This idea isn’t a tip or suggestion, it’s actually an idea I’ve been mulling over the past few months. When I look a few years down the road it just makes sense to me that eventually everyone will have a personal server. It may very well be a shared and hosted server, but it will be a server that individual people own and operate nonetheless.
There are a few reasons I think this is going to happen:
- The desktop of course, is dying, but that doesn’t mean that people won’t still want to own and keep their personal data themselves. I really do think that the current crop of Web 2.0 companies that store customer’s data on their servers are just a stopgap measure. I also want to keep all my data in one place–right now I have a tendancy to forget which site I used to create something and I lose track of it.
- Personal servers will aggregate not only files and data, but communication as well.
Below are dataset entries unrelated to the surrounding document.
//! Shared types and streaming infrastructure for the YouTube API client.

use crate::error::StatsError;
use std::collections::VecDeque;
use std::future::Future;
use std::num::NonZeroUsize;
use std::pin::Pin;
use std::task::{Context as TaskContext, Poll};
use tokio_stream::Stream;

type OneFuturePage<'a, F, T> =
    Pin<Box<dyn Future<Output = eyre::Result<(F, Page<T>)>> + 'a + Send>>;

/// One page of results from a YouTube API list endpoint.
#[derive(Debug)]
pub struct Page<T> {
    pub items: VecDeque<T>,
    /// Continuation token for the following page, `None` on the last page.
    pub next_page_token: Option<String>,
}

/// A paginated stream that automatically fetches subsequent pages from a YouTube API list endpoint.
///
/// This stream yields items one by one, automatically fetching the next page when the current
/// page is exhausted. Only supports forward pagination (no previous page support).
///
/// The stream stops as soon as a page comes back without a continuation token. Since that is
/// entirely up to the server, [`PagedStream::with_max_pages`] bounds the walk: once that many
/// pages have been fetched and the server still offers another one, the stream yields
/// [`StatsError::InfiniteLoopSuspected`] and ends.
pub struct PagedStream<'a, T, F> {
    /// Current batch of items from the most recent API response
    current_items: VecDeque<T>,
    /// Future representing the currently pending API request, if any
    pending_request: Option<OneFuturePage<'a, F, T>>,
    /// Number of pages received so far
    pages_fetched: usize,
    /// Upper bound on the number of pages to fetch
    max_pages: usize,
    /// Whether we've reached the end of all available data
    is_done: bool,
}

impl<'a, T, F> PagedStream<'a, T, F> {
    /// Create a new PagedStream that starts by fetching the first page.
    pub fn new<Fut>(fetcher: F) -> Self
    where
        F: Fn(Option<String>) -> Fut,
        F: Send + 'a,
        Fut: Future<Output = eyre::Result<Page<T>>> + Send + 'a,
    {
        let first_page = async move {
            let page = fetcher(None).await?;
            Ok((fetcher, page))
        };
        Self {
            pending_request: Some(Box::pin(first_page)),
            current_items: VecDeque::new(),
            pages_fetched: 0,
            max_pages: usize::MAX,
            is_done: false,
        }
    }

    /// Fail instead of requesting page number `max_pages + 1`.
    pub fn with_max_pages(mut self, max_pages: NonZeroUsize) -> Self {
        self.max_pages = max_pages.get();
        self
    }

    /// Number of pages received so far.
    pub fn pages_fetched(&self) -> usize {
        self.pages_fetched
    }
}

impl<'a, T: Unpin, F> Unpin for PagedStream<'a, T, F> {}

impl<'a, T: Unpin, F, Fut> Stream for PagedStream<'a, T, F>
where
    F: Fn(Option<String>) -> Fut,
    F: Send + 'a,
    Fut: Future<Output = eyre::Result<Page<T>>> + Send + 'a,
{
    type Item = eyre::Result<T>;

    fn poll_next(mut self: Pin<&mut Self>, cx: &mut TaskContext<'_>) -> Poll<Option<Self::Item>> {
        loop {
            // If we have items in the current batch, return the next one
            if let Some(item) = self.current_items.pop_front() {
                return Poll::Ready(Some(Ok(item)));
            }

            // If we're done (no more pages), return None
            if self.is_done {
                return Poll::Ready(None);
            }

            // If we have a pending request, poll it
            if let Some(pending) = self.pending_request.as_mut() {
                match pending.as_mut().poll(cx) {
                    Poll::Ready(Ok((fetcher, page))) => {
                        self.pages_fetched += 1;
                        self.pending_request = None;

                        match page.next_page_token {
                            Some(_) if self.pages_fetched >= self.max_pages => {
                                let pages = self.pages_fetched;
                                tracing::error!(pages, "page limit reached with more pages pending");
                                self.current_items.clear();
                                self.is_done = true;
                                return Poll::Ready(Some(Err(
                                    StatsError::InfiniteLoopSuspected { pages }.into()
                                )));
                            }
                            Some(next_token) => {
                                // Set up the future for the next page
                                // (but don't poll it yet)
                                self.pending_request = Some(Box::pin(async move {
                                    let page = fetcher(Some(next_token)).await?;
                                    Ok((fetcher, page))
                                }));
                            }
                            None => {
                                // If no next token, we're done
                                self.is_done = true;
                            }
                        }

                        self.current_items.extend(page.items);

                        // Continue the loop to try yielding an item
                        continue;
                    }
                    Poll::Ready(Err(e)) => {
                        // Error fetching next page
                        self.pending_request = None;
                        self.is_done = true;
                        return Poll::Ready(Some(Err(e)));
                    }
                    Poll::Pending => {
                        // Still waiting for the response
                        return Poll::Pending;
                    }
                }
            } else {
                // No pending request and no next page token means we're done
                self.is_done = true;
                return Poll::Ready(None);
            }
        }
    }
}

/// Paging details for lists of resources.
///
/// Includes the total number of items available and the number of resources
/// returned in a single page response.
///
/// See: <https://developers.google.com/youtube/v3/docs/pageInfo>
#[derive(Debug, Default, serde::Serialize, serde::Deserialize)]
pub struct PageInfo {
    /// The total number of results in the result set.
    #[serde(rename = "totalResults", default)]
    pub total_results: u32,
    /// The number of results included in the API response.
    #[serde(rename = "resultsPerPage", default)]
    pub results_per_page: u32,
}
//! YouTube PlaylistItems API types.

use crate::youtube_api::types::PageInfo;
use serde::{Deserialize, Serialize};
use std::collections::VecDeque;

/// Response structure for the `playlistItems.list` API call.
///
/// See: <https://developers.google.com/youtube/v3/docs/playlistItems/list>
#[derive(Debug, Serialize, Deserialize)]
pub struct PlaylistItemListResponse {
    /// Identifies the API resource's type.
    ///
    /// The value will be `youtube#playlistItemListResponse`.
    pub kind: String,
    #[serde(default)]
    pub items: VecDeque<PlaylistItem>,
    #[serde(rename = "pageInfo", default)]
    pub page_info: PageInfo,
    /// Token that can be used as the value of the pageToken parameter to retrieve the next page in the result set.
    #[serde(rename = "nextPageToken")]
    pub next_page_token: Option<String>,
}

/// A `playlistItem` resource identifies a video included in a playlist.
///
/// See: <https://developers.google.com/youtube/v3/docs/playlistItems#resource>
#[derive(Debug, Serialize, Deserialize)]
pub struct PlaylistItem {
    /// The ID of the playlist item itself, not of the video it refers to.
    pub id: String,
    pub snippet: PlaylistItemSnippet,
}

impl PlaylistItem {
    /// The ID of the video this item points at.
    pub fn video_id(&self) -> &str {
        &self.snippet.resource_id.video_id
    }
}

/// See: <https://developers.google.com/youtube/v3/docs/playlistItems#snippet>
#[derive(Debug, Serialize, Deserialize)]
pub struct PlaylistItemSnippet {
    /// The item's title.
    #[serde(default)]
    pub title: String,
    /// The order in which the item appears in the playlist, starting at zero.
    #[serde(skip_serializing_if = "Option::is_none")]
    pub position: Option<u32>,
    /// Identifies the resource that was added to the playlist.
    #[serde(rename = "resourceId")]
    pub resource_id: ResourceId,
}

/// Reference to the video a playlist item points at.
#[derive(Debug, Serialize, Deserialize)]
pub struct ResourceId {
    /// The kind of the referred resource, `youtube#video` for uploads.
    pub kind: String,
    #[serde(rename = "videoId")]
    pub video_id: String,
}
They will combine email, IM, and phone communication in one central location. One address, one place to go to find you. Mine will be located right here, at jasonkolb.com.
- They open up the possibility of carrying your personal server, or an extension of it, with you on your physical person. The reason this is so exciting is because it enables biometric authentication that doesn’t require shipping your biometric data to a third party (which I think is a terrible idea). Just look at products like the Blackdog personal server and you’ll see what I’m talking about. I would assume that down the road this type of technology will be built into your phone/Blackberry.
I did a whole series of posts relating to this topic while back (the series actually isn’t finished yet, I’m waiting to have a working proof of concept to publish the last post, which is already written). Whether you agree with the idea of personal servers or not, it definitely doesn’t hurt to think about it and consider the ramifications.